▶ _The problem_
Return, exactly as written, every line from the first line of the data below through the line that contains "pub fn from_similarity(similarity_percent: f64)".

─── Available data ───

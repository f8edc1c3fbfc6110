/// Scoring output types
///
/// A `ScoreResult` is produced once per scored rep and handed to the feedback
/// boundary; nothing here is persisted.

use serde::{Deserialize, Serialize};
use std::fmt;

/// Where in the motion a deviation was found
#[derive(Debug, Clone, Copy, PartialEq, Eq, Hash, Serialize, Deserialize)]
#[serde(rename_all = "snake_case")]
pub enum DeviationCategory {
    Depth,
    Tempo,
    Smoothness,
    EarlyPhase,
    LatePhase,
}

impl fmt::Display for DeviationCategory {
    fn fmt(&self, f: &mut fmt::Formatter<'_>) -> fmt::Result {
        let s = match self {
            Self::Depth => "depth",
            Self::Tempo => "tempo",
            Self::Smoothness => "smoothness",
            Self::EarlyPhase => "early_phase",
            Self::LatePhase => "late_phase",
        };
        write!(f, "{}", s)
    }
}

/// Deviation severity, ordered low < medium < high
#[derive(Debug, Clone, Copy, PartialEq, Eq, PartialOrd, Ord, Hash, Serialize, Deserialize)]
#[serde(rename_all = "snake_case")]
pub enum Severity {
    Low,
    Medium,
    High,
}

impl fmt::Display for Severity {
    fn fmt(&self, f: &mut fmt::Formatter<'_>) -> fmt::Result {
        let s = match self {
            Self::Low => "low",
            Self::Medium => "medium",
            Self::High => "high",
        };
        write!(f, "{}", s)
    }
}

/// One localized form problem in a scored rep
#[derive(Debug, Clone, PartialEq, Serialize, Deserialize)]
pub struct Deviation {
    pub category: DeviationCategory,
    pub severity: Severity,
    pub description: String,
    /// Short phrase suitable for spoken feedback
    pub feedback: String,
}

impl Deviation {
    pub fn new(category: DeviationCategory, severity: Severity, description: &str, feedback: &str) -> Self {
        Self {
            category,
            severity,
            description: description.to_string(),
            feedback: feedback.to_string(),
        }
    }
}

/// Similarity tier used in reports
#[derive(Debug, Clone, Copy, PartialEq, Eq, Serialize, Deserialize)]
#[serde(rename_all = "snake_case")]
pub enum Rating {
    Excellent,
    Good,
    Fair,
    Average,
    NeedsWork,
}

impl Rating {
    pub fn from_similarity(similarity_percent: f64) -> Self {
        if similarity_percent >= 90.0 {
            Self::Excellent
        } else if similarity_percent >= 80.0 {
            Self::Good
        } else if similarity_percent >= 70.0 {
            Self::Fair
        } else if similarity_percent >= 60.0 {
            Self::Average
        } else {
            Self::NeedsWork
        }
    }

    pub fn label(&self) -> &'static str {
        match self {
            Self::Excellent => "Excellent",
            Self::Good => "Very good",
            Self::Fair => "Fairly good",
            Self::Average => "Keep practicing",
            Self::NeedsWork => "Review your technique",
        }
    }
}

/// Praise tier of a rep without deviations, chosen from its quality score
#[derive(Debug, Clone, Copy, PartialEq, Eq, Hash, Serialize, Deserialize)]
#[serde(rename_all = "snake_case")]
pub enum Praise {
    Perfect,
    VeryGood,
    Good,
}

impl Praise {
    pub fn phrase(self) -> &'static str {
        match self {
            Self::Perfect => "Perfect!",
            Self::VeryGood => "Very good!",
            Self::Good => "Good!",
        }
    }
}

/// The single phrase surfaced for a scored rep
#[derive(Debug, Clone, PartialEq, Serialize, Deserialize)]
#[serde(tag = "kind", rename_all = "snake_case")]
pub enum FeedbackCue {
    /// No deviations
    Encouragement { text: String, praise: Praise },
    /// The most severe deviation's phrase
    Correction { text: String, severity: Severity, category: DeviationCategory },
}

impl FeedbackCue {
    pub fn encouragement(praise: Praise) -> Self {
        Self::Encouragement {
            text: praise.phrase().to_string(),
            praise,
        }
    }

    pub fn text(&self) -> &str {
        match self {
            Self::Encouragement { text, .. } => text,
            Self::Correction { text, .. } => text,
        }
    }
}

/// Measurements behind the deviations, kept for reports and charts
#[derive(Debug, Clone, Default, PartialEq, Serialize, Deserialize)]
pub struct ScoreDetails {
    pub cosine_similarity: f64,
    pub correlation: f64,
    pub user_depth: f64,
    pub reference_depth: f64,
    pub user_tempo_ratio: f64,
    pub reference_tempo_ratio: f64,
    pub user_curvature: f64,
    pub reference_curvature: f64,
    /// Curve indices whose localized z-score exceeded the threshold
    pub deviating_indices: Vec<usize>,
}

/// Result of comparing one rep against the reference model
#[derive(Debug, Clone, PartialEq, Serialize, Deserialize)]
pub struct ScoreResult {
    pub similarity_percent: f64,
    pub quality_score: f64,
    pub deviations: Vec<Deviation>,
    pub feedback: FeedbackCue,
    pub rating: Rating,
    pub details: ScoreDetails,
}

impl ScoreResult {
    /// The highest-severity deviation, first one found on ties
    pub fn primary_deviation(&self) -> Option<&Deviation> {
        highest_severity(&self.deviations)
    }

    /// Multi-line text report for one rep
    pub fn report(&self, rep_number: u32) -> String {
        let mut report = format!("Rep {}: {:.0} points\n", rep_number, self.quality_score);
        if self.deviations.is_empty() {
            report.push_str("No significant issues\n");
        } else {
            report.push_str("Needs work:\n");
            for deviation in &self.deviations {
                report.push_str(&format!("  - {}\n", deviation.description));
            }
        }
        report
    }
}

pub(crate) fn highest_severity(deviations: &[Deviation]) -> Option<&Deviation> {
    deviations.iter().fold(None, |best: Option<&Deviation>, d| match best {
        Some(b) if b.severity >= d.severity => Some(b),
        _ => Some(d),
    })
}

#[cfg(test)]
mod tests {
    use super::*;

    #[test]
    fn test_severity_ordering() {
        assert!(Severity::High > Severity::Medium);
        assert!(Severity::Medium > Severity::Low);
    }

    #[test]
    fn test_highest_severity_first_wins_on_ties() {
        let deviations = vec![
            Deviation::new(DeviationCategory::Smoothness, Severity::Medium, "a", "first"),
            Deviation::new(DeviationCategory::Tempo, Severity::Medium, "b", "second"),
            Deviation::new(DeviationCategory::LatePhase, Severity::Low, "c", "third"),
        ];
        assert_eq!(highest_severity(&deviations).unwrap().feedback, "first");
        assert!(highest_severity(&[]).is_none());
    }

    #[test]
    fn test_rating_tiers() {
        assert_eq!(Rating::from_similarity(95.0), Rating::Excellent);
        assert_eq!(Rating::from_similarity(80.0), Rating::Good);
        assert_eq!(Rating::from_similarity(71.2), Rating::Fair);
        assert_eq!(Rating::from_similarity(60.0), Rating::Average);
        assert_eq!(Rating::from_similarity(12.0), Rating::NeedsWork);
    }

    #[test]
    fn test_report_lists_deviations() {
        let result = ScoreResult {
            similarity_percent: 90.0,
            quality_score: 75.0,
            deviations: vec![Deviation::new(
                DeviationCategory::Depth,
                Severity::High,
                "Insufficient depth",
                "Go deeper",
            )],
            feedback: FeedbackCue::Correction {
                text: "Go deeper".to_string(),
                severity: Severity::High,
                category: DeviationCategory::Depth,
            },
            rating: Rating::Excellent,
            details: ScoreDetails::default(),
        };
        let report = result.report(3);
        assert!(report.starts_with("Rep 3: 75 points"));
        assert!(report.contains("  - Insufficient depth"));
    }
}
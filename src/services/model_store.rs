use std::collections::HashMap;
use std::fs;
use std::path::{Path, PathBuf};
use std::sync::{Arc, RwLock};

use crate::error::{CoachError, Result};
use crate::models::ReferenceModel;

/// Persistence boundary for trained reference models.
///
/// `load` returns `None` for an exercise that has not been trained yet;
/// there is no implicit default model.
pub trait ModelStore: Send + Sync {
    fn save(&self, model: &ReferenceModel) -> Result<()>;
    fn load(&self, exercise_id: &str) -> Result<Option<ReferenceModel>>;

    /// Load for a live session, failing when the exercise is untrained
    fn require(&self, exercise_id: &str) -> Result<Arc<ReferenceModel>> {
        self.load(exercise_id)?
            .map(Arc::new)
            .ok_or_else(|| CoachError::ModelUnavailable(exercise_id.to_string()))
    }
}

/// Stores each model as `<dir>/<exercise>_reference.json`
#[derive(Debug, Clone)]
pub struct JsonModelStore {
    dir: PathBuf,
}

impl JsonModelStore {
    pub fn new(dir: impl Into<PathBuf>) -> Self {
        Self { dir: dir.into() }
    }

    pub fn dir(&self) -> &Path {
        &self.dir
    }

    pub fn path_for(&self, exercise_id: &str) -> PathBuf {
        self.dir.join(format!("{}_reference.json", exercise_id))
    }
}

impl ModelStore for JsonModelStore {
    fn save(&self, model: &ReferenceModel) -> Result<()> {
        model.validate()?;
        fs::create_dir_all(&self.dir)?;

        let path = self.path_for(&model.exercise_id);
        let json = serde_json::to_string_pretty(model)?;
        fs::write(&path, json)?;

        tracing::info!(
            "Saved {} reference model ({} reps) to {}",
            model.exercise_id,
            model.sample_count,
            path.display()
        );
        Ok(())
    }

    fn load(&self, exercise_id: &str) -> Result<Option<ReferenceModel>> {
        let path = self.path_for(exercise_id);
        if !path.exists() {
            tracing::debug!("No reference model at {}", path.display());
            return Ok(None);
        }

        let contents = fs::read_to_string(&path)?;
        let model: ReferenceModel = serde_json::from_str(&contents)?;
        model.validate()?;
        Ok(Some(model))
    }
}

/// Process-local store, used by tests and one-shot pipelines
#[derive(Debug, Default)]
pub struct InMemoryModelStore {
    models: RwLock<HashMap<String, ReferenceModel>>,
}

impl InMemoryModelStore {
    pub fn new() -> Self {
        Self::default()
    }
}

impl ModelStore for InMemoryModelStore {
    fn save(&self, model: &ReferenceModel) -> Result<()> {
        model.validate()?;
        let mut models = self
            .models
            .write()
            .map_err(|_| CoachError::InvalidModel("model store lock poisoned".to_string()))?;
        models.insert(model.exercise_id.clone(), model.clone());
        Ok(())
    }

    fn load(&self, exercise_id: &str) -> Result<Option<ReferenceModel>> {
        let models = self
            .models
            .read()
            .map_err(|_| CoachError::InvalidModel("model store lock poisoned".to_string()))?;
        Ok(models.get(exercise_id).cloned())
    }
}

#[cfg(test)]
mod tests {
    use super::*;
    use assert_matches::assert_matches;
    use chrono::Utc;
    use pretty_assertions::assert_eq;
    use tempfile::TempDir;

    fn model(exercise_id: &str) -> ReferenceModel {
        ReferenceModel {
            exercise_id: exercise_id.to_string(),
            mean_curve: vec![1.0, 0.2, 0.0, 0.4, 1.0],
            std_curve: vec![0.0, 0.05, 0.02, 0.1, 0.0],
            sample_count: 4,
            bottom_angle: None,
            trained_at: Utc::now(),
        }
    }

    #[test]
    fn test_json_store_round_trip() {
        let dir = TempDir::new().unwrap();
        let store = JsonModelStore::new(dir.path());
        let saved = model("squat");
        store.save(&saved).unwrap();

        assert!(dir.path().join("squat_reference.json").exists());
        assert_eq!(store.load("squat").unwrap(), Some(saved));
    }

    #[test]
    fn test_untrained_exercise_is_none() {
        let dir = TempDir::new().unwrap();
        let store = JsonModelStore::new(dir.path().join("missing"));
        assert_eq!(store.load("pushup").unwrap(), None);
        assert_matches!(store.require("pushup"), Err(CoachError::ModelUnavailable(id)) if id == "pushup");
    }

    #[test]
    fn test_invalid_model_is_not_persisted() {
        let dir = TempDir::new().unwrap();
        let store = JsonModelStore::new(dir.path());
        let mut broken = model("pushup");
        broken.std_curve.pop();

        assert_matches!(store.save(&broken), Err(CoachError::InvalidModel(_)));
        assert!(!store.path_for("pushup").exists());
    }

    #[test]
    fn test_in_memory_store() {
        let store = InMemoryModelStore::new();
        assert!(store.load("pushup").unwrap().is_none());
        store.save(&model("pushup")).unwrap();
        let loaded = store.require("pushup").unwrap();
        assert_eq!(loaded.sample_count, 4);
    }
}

───

▶ _Exercise solution_
repository f8edc1c3fbfc6110
/// Scoring output types
///
/// A `ScoreResult` is produced once per scored rep and handed to the feedback
/// boundary; nothing here is persisted.

use serde::{Deserialize, Serialize};
use std::fmt;

/// Where in the motion a deviation was found
#[derive(Debug, Clone, Copy, PartialEq, Eq, Hash, Serialize, Deserialize)]
#[serde(rename_all = "snake_case")]
pub enum DeviationCategory {
    Depth,
    Tempo,
    Smoothness,
    EarlyPhase,
    LatePhase,
}

impl fmt::Display for DeviationCategory {
    fn fmt(&self, f: &mut fmt::Formatter<'_>) -> fmt::Result {
        let s = match self {
            Self::Depth => "depth",
            Self::Tempo => "tempo",
            Self::Smoothness => "smoothness",
            Self::EarlyPhase => "early_phase",
            Self::LatePhase => "late_phase",
        };
        write!(f, "{}", s)
    }
}

/// Deviation severity, ordered low < medium < high
#[derive(Debug, Clone, Copy, PartialEq, Eq, PartialOrd, Ord, Hash, Serialize, Deserialize)]
#[serde(rename_all = "snake_case")]
pub enum Severity {
    Low,
    Medium,
    High,
}

impl fmt::Display for Severity {
    fn fmt(&self, f: &mut fmt::Formatter<'_>) -> fmt::Result {
        let s = match self {
            Self::Low => "low",
            Self::Medium => "medium",
            Self::High => "high",
        };
        write!(f, "{}", s)
    }
}

/// One localized form problem in a scored rep
#[derive(Debug, Clone, PartialEq, Serialize, Deserialize)]
pub struct Deviation {
    pub category: DeviationCategory,
    pub severity: Severity,
    pub description: String,
    /// Short phrase suitable for spoken feedback
    pub feedback: String,
}

impl Deviation {
    pub fn new(category: DeviationCategory, severity: Severity, description: &str, feedback: &str) -> Self {
        Self {
            category,
            severity,
            description: description.to_string(),
            feedback: feedback.to_string(),
        }
    }
}

/// Similarity tier used in reports
#[derive(Debug, Clone, Copy, PartialEq, Eq, Serialize, Deserialize)]
#[serde(rename_all = "snake_case")]
pub enum Rating {
    Excellent,
    Good,
    Fair,
    Average,
    NeedsWork,
}

impl Rating {
    pub fn from_similarity(similarity_percent: f64) -> Self {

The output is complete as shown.